New SEC rules govern companies issuing stock through crowdfunding

Minnesota entrepreneurs and investors may be interested to know that the U.S. Securities and Exchange Commission has adopted final regulations, effective in the summer of 2016, governing the issuance of stock through crowdfunding. Crowdfunding has become a popular way to raise capital over the internet. It has not been generally used to offer and sell stock, however, because doing so would require compliance with federal securities laws.

The U.S. JOBS Act granted an exemption permitting crowdfunding for the offer and sale of securities and gave the SEC the task of adopting regulations applicable to crowdfunding. The Act also allowed for the creation of new entities called funding portals and authorized them to offer and sell securities without the necessity of registering as brokers.

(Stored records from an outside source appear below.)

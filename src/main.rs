//! Kubernetes workload registrar.
//!
//! # Architecture Overview
//!
//! ```text
//!   registrar.conf ──▶ config::load_config ──▶ Config ──┬──▶ admission webhook (HTTPS)
//!   KUBECONFIG ─────▶ ConfigEnv ──────────────┘          └──▶ informer (watch)
//! ```
//!
//! This binary resolves and validates the configuration, installs logging,
//! and reports the effective settings. The webhook server and the informer
//! run elsewhere.

use std::path::PathBuf;
use std::process::ExitCode;

use clap::Parser;

use k8s_workload_registrar::config::{Config, ModeConfig};
use k8s_workload_registrar::observability::logging::init_logging;
use k8s_workload_registrar::{load_config, ConfigEnv};

#[derive(Parser)]
#[command(name = "k8s-workload-registrar")]
#[command(about = "Registers Kubernetes workloads with a SPIRE server", long_about = None)]
struct Cli {
    /// Path to the configuration file.
    #[arg(short, long, default_value = "k8s-workload-registrar.conf")]
    config: PathBuf,

    /// Print the resolved configuration as JSON.
    #[arg(long)]
    print: bool,
}

fn main() -> ExitCode {
    let cli = Cli::parse();

    match run(&cli) {
        Ok(()) => ExitCode::SUCCESS,
        Err(e) => {
            eprintln!("{}", e);
            ExitCode::FAILURE
        }
    }
}

fn run(cli: &Cli) -> Result<(), Box<dyn std::error::Error>> {
    let env = ConfigEnv::from_process();
    let config = load_config(&cli.config, &env)?;

    init_logging(&config.log_level, config.log_path())?;
    log_config(&config);

    if cli.print {
        println!("{}", serde_json::to_string_pretty(&config)?);
    }

    Ok(())
}

fn log_config(config: &Config) {
    tracing::info!(
        mode = %config.mode(),
        trust_domain = %config.trust_domain,
        cluster = %config.cluster,
        server_socket_path = %config.server_socket_path,
        pod_label = config.registration.pod_label(),
        pod_annotation = config.registration.pod_annotation(),
        "Configuration loaded"
    );

    match &config.mode {
        ModeConfig::Admission(admission) => {
            if admission.insecure_skip_client_verification {
                tracing::warn!("Client certificate verification is disabled");
            }
            tracing::info!(
                addr = %admission.addr,
                cert_path = ?admission.cert_path(),
                key_path = ?admission.key_path(),
                cacert_path = ?admission.cacert_path(),
                "Admission webhook settings"
            );
        }
        ModeConfig::Informer(informer) => match informer.resync_interval() {
            Ok(resync) => tracing::info!(
                kubeconfig = informer.kubeconfig.as_deref().unwrap_or("<in-cluster>"),
                resync = ?resync,
                "Informer settings"
            ),
            Err(e) => tracing::warn!(
                informer_resync_interval = %informer.informer_resync_interval,
                error = %e,
                "Unparseable informer resync interval"
            ),
        },
    }
}
//! Shared fixtures for configuration tests.

use k8s_workload_registrar::config::defaults::{
    DEFAULT_ADDR, DEFAULT_CACERT_PATH, DEFAULT_CERT_PATH, DEFAULT_KEY_PATH, DEFAULT_LOG_LEVEL,
};
use k8s_workload_registrar::config::{
    AdmissionConfig, Config, InformerConfig, ModeConfig, RegistrationMode,
};
use k8s_workload_registrar::ConfigEnv;

pub const MINIMAL_CONFIG: &str = r#"
trust_domain = "TRUSTDOMAIN"
cluster = "CLUSTER"
server_socket_path = "SOCKETPATH"
"#;

#[allow(dead_code)]
pub fn minimal_informer_config() -> String {
    format!("{}mode = \"informer\"\n", MINIMAL_CONFIG)
}

/// Environment with `KUBECONFIG` set, as seen by every parse in these tests.
pub fn test_env() -> ConfigEnv {
    ConfigEnv::with_kubeconfig("DEFAULTKUBE")
}

/// Expected result of parsing [`MINIMAL_CONFIG`].
pub fn admission_defaults() -> Config {
    Config {
        log_level: DEFAULT_LOG_LEVEL.into(),
        log_path: None,
        trust_domain: "TRUSTDOMAIN".into(),
        cluster: "CLUSTER".into(),
        server_socket_path: "SOCKETPATH".into(),
        registration: RegistrationMode::ServiceAccount,
        mode: ModeConfig::Admission(AdmissionConfig {
            addr: DEFAULT_ADDR.into(),
            cert_path: DEFAULT_CERT_PATH.into(),
            key_path: DEFAULT_KEY_PATH.into(),
            cacert_path: DEFAULT_CACERT_PATH.into(),
            insecure_skip_client_verification: false,
        }),
    }
}

/// Expected result of parsing [`minimal_informer_config`] under [`test_env`].
#[allow(dead_code)]
pub fn informer_defaults() -> Config {
    Config {
        mode: ModeConfig::Informer(InformerConfig {
            kubeconfig: Some("DEFAULTKUBE".into()),
            informer_resync_interval: "0".into(),
        }),
        ..admission_defaults()
    }
}
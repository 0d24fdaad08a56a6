//! Configuration loading from disk.

use std::fs;
use std::path::Path;

use thiserror::Error;

use crate::config::env::ConfigEnv;
use crate::config::schema::{Config, RawConfig};
use crate::config::validation::{validate_config, ValidationError};

/// Error type for configuration loading.
#[derive(Debug, Error)]
pub enum ConfigError {
    /// The source could not be read.
    #[error("unable to load configuration: {0}")]
    Io(#[from] std::io::Error),

    /// The source is not valid TOML for this schema.
    #[error("unable to decode configuration: {0}")]
    Decode(#[from] toml::de::Error),

    /// The source decoded but breaks a configuration rule.
    #[error(transparent)]
    Invalid(#[from] ValidationError),
}

/// Load and validate configuration from a TOML file.
pub fn load_config(path: &Path, env: &ConfigEnv) -> Result<Config, ConfigError> {
    let content = fs::read_to_string(path)?;
    parse_config(&content, env)
}

/// Parse and validate configuration text.
pub fn parse_config(text: &str, env: &ConfigEnv) -> Result<Config, ConfigError> {
    let raw: RawConfig = toml::from_str(text)?;
    Ok(validate_config(raw, env)?)
}

#[cfg(test)]
mod tests {
    use super::*;

    #[test]
    fn test_decode_error_message() {
        let err = parse_config("INVALID", &ConfigEnv::default()).unwrap_err();
        assert!(matches!(err, ConfigError::Decode(_)));
        assert!(err.to_string().starts_with("unable to decode configuration"));
    }

    #[test]
    fn test_type_mismatch_is_decode_error() {
        let err = parse_config("insecure_skip_client_verification = \"yes\"", &ConfigEnv::default())
            .unwrap_err();
        assert!(matches!(err, ConfigError::Decode(_)));
    }

    #[test]
    fn test_validation_error_is_transparent() {
        let err = parse_config("cluster = \"c\"", &ConfigEnv::default()).unwrap_err();
        assert!(matches!(
            err,
            ConfigError::Invalid(ValidationError::MissingServerSocketPath)
        ));
        assert_eq!(err.to_string(), "server_socket_path must be specified");
    }

    #[test]
    fn test_missing_file() {
        let err = load_config(Path::new("/nonexistent/registrar.conf"), &ConfigEnv::default())
            .unwrap_err();
        assert!(matches!(err, ConfigError::Io(_)));
        assert!(err.to_string().starts_with("unable to load configuration: "));
    }
}
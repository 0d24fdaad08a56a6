//! Kubernetes workload registrar configuration.
//!
//! Loads and validates the registrar's configuration for either of its two
//! operating modes: admission webhook or informer.

pub mod config;
pub mod observability;

pub use config::{load_config, parse_config, Config, ConfigEnv, ConfigError, Mode};
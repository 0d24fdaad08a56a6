//! Structured logging.
//!
//! # Responsibilities
//! - Initialize the logging subsystem from `log_level` and `log_path`
//! - Route output to the log file, or stderr when no file is configured
//!
//! # Design Decisions
//! - Uses tracing crate for structured logging
//! - `RUST_LOG` overrides the configured level when set
//! - File output is appended and never colored

use std::fs::OpenOptions;
use std::path::{Path, PathBuf};
use std::sync::Mutex;

use thiserror::Error;
use tracing::level_filters::LevelFilter;
use tracing_subscriber::util::TryInitError;
use tracing_subscriber::{layer::SubscriberExt, util::SubscriberInitExt, EnvFilter};

/// Errors raised while installing the subscriber.
#[derive(Debug, Error)]
pub enum LoggingError {
    #[error("invalid log level \"{0}\"")]
    InvalidLevel(String),

    #[error("unable to open log file {}: {source}", .path.display())]
    OpenLogFile {
        path: PathBuf,
        #[source]
        source: std::io::Error,
    },

    #[error("unable to install logger: {0}")]
    Init(#[from] TryInitError),
}

/// Parse a configured log level. Matching is case-insensitive.
pub fn parse_level(level: &str) -> Result<LevelFilter, LoggingError> {
    match level.trim().to_ascii_lowercase().as_str() {
        "trace" => Ok(LevelFilter::TRACE),
        "debug" => Ok(LevelFilter::DEBUG),
        "info" => Ok(LevelFilter::INFO),
        "warn" | "warning" => Ok(LevelFilter::WARN),
        "error" => Ok(LevelFilter::ERROR),
        _ => Err(LoggingError::InvalidLevel(level.to_string())),
    }
}

/// Install the global tracing subscriber.
pub fn init_logging(level: &str, path: Option<&Path>) -> Result<(), LoggingError> {
    let level = parse_level(level)?;
    let filter = EnvFilter::try_from_default_env()
        .unwrap_or_else(|_| EnvFilter::default().add_directive(level.into()));

    let file_layer = match path {
        Some(path) => {
            let file = OpenOptions::new()
                .create(true)
                .append(true)
                .open(path)
                .map_err(|source| LoggingError::OpenLogFile {
                    path: path.to_path_buf(),
                    source,
                })?;
            Some(
                tracing_subscriber::fmt::layer()
                    .with_ansi(false)
                    .with_writer(Mutex::new(file)),
            )
        }
        None => None,
    };
    let stderr_layer = path
        .is_none()
        .then(|| tracing_subscriber::fmt::layer().with_writer(std::io::stderr));

    tracing_subscriber::registry()
        .with(filter)
        .with(file_layer)
        .with(stderr_layer)
        .try_init()?;

    Ok(())
}
//! Default values for optional configuration fields.
//!
//! The table is mode-independent. Whether a default is actually applied is
//! decided by validation, which only fills admission fields in admission mode
//! and informer fields in informer mode.

/// Default log level.
pub const DEFAULT_LOG_LEVEL: &str = "info";

/// Default admission webhook listen address.
pub const DEFAULT_ADDR: &str = ":8443";

/// Default webhook serving certificate.
pub const DEFAULT_CERT_PATH: &str = "cert.pem";

/// Default webhook serving key.
pub const DEFAULT_KEY_PATH: &str = "key.pem";

/// Default CA bundle used to verify API server client certificates.
pub const DEFAULT_CACERT_PATH: &str = "cacert.pem";

/// Default informer resync interval. Zero disables periodic resync.
pub const DEFAULT_INFORMER_RESYNC_INTERVAL: &str = "0";

/// Optional configuration fields known to the defaults table.
#[derive(Debug, Clone, Copy, PartialEq, Eq, Hash)]
pub enum Field {
    LogLevel,
    LogPath,
    PodLabel,
    PodAnnotation,
    Addr,
    CertPath,
    KeyPath,
    CaCertPath,
    InsecureSkipClientVerification,
    Kubeconfig,
    InformerResyncInterval,
}

/// The default for a single field.
#[derive(Debug, Clone, Copy, PartialEq, Eq)]
pub enum FieldDefault {
    Text(&'static str),
    Flag(bool),
    /// No static default; the field stays unset or is filled by the parser.
    Absent,
}

impl Field {
    /// Default value for this field.
    pub const fn default_value(self) -> FieldDefault {
        match self {
            Field::LogLevel => FieldDefault::Text(DEFAULT_LOG_LEVEL),
            Field::Addr => FieldDefault::Text(DEFAULT_ADDR),
            Field::CertPath => FieldDefault::Text(DEFAULT_CERT_PATH),
            Field::KeyPath => FieldDefault::Text(DEFAULT_KEY_PATH),
            Field::CaCertPath => FieldDefault::Text(DEFAULT_CACERT_PATH),
            Field::InsecureSkipClientVerification => FieldDefault::Flag(false),
            Field::InformerResyncInterval => FieldDefault::Text(DEFAULT_INFORMER_RESYNC_INTERVAL),
            // kubeconfig comes from the environment, the rest have no value.
            Field::LogPath | Field::PodLabel | Field::PodAnnotation | Field::Kubeconfig => {
                FieldDefault::Absent
            }
        }
    }
}

impl FieldDefault {
    /// Text default, if this is one.
    pub const fn as_text(self) -> Option<&'static str> {
        match self {
            FieldDefault::Text(value) => Some(value),
            _ => None,
        }
    }

    /// Boolean default, if this is one.
    pub const fn as_flag(self) -> Option<bool> {
        match self {
            FieldDefault::Flag(value) => Some(value),
            _ => None,
        }
    }
}

/// Returns `value` when set and non-empty, otherwise the field's text default.
///
/// Fields without a text default resolve to an empty string.
pub(crate) fn text_or_default(value: Option<String>, field: Field) -> String {
    value
        .filter(|value| !value.is_empty())
        .unwrap_or_else(|| field.default_value().as_text().unwrap_or_default().to_string())
}

/// Returns `value` when set, otherwise the field's boolean default.
pub(crate) fn flag_or_default(value: Option<bool>, field: Field) -> bool {
    value.unwrap_or_else(|| field.default_value().as_flag().unwrap_or_default())
}
//! Observability subsystem.
//!
//! Only structured logging lives here. The configuration core never logs;
//! the binary installs the subscriber once the configuration is known.

pub mod logging;
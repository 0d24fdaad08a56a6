//! Configuration validation.
//!
//! # Responsibilities
//! - Resolve the operating mode
//! - Apply defaults appropriate to that mode
//! - Reject fields that do not belong to the mode
//! - Check required fields and the pod selector exclusion
//!
//! # Design Decisions
//! - Checks run in a fixed order and stop at the first failure, so the same
//!   input always reports the same error
//! - Validation is a pure function: RawConfig + ConfigEnv → Config
//! - An empty string is the same as leaving the key out

use thiserror::Error;

use crate::config::defaults::{flag_or_default, text_or_default, Field};
use crate::config::env::ConfigEnv;
use crate::config::schema::{
    AdmissionConfig, Config, InformerConfig, Mode, ModeConfig, RawConfig, RegistrationMode,
    UnknownMode,
};

/// A semantic problem with an otherwise well-formed configuration.
#[derive(Debug, Clone, PartialEq, Eq, Error)]
pub enum ValidationError {
    #[error("unknown mode \"{0}\", expected \"admission\" or \"informer\"")]
    UnknownMode(String),

    #[error("kubeconfig not valid in admission mode")]
    KubeconfigInAdmissionMode,

    #[error("addr not valid in informer mode")]
    AddrInInformerMode,

    #[error("server_socket_path must be specified")]
    MissingServerSocketPath,

    #[error("trust_domain must be specified")]
    MissingTrustDomain,

    #[error("cluster must be specified")]
    MissingCluster,

    #[error(
        "workload registration mode specification is incorrect, can't specify both pod_label and pod_annotation"
    )]
    ConflictingPodSelectors,
}

/// Validate a decoded configuration and resolve all defaults.
pub fn validate_config(raw: RawConfig, env: &ConfigEnv) -> Result<Config, ValidationError> {
    let RawConfig {
        mode,
        log_level,
        log_path,
        trust_domain,
        cluster,
        server_socket_path,
        pod_label,
        pod_annotation,
        addr,
        cert_path,
        key_path,
        cacert_path,
        insecure_skip_client_verification,
        kubeconfig,
        informer_resync_interval,
    } = raw;

    let mode = match non_empty(mode).as_deref() {
        None => Mode::default(),
        Some(value) => value
            .parse::<Mode>()
            .map_err(|UnknownMode(value)| ValidationError::UnknownMode(value))?,
    };

    let mode = match mode {
        Mode::Admission => {
            if non_empty(kubeconfig).is_some() {
                return Err(ValidationError::KubeconfigInAdmissionMode);
            }
            ModeConfig::Admission(AdmissionConfig {
                addr: text_or_default(addr, Field::Addr),
                cert_path: text_or_default(cert_path, Field::CertPath),
                key_path: text_or_default(key_path, Field::KeyPath),
                cacert_path: text_or_default(cacert_path, Field::CaCertPath),
                insecure_skip_client_verification: flag_or_default(
                    insecure_skip_client_verification,
                    Field::InsecureSkipClientVerification,
                ),
            })
        }
        Mode::Informer => {
            if non_empty(addr).is_some() {
                return Err(ValidationError::AddrInInformerMode);
            }
            ModeConfig::Informer(InformerConfig {
                kubeconfig: non_empty(kubeconfig).or_else(|| env.kubeconfig.clone()),
                informer_resync_interval: text_or_default(
                    informer_resync_interval,
                    Field::InformerResyncInterval,
                ),
            })
        }
    };

    let server_socket_path = required(server_socket_path, ValidationError::MissingServerSocketPath)?;
    let trust_domain = required(trust_domain, ValidationError::MissingTrustDomain)?;
    let cluster = required(cluster, ValidationError::MissingCluster)?;

    let registration = match (non_empty(pod_label), non_empty(pod_annotation)) {
        (Some(_), Some(_)) => return Err(ValidationError::ConflictingPodSelectors),
        (Some(label), None) => RegistrationMode::PodLabel(label),
        (None, Some(annotation)) => RegistrationMode::PodAnnotation(annotation),
        (None, None) => RegistrationMode::ServiceAccount,
    };

    Ok(Config {
        log_level: text_or_default(log_level, Field::LogLevel),
        log_path: non_empty(log_path),
        trust_domain,
        cluster,
        server_socket_path,
        registration,
        mode,
    })
}

fn non_empty(value: Option<String>) -> Option<String> {
    value.filter(|value| !value.is_empty())
}

fn required(value: Option<String>, missing: ValidationError) -> Result<String, ValidationError> {
    non_empty(value).ok_or(missing)
}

These rules will provide a new way for small businesses to raise capital. Under the new rules a company can raise a total of $1 million a year through crowdfunding.

The rules protect individual investors by setting annual limits, based upon net worth and annual income, on the amount they can invest through crowdfunding. The new rules also require crowdfunding companies to make detailed disclosures to potential investors. Required disclosures include the price of the stock, financial statements and information about officers, directors and owners of the business.

There are a number of methods available for financing a startup or business expansion. In choosing a method, businesses must be careful to comply with federal and Minnesota laws. Seeking the advice of an experienced business attorney can be very helpful in this area.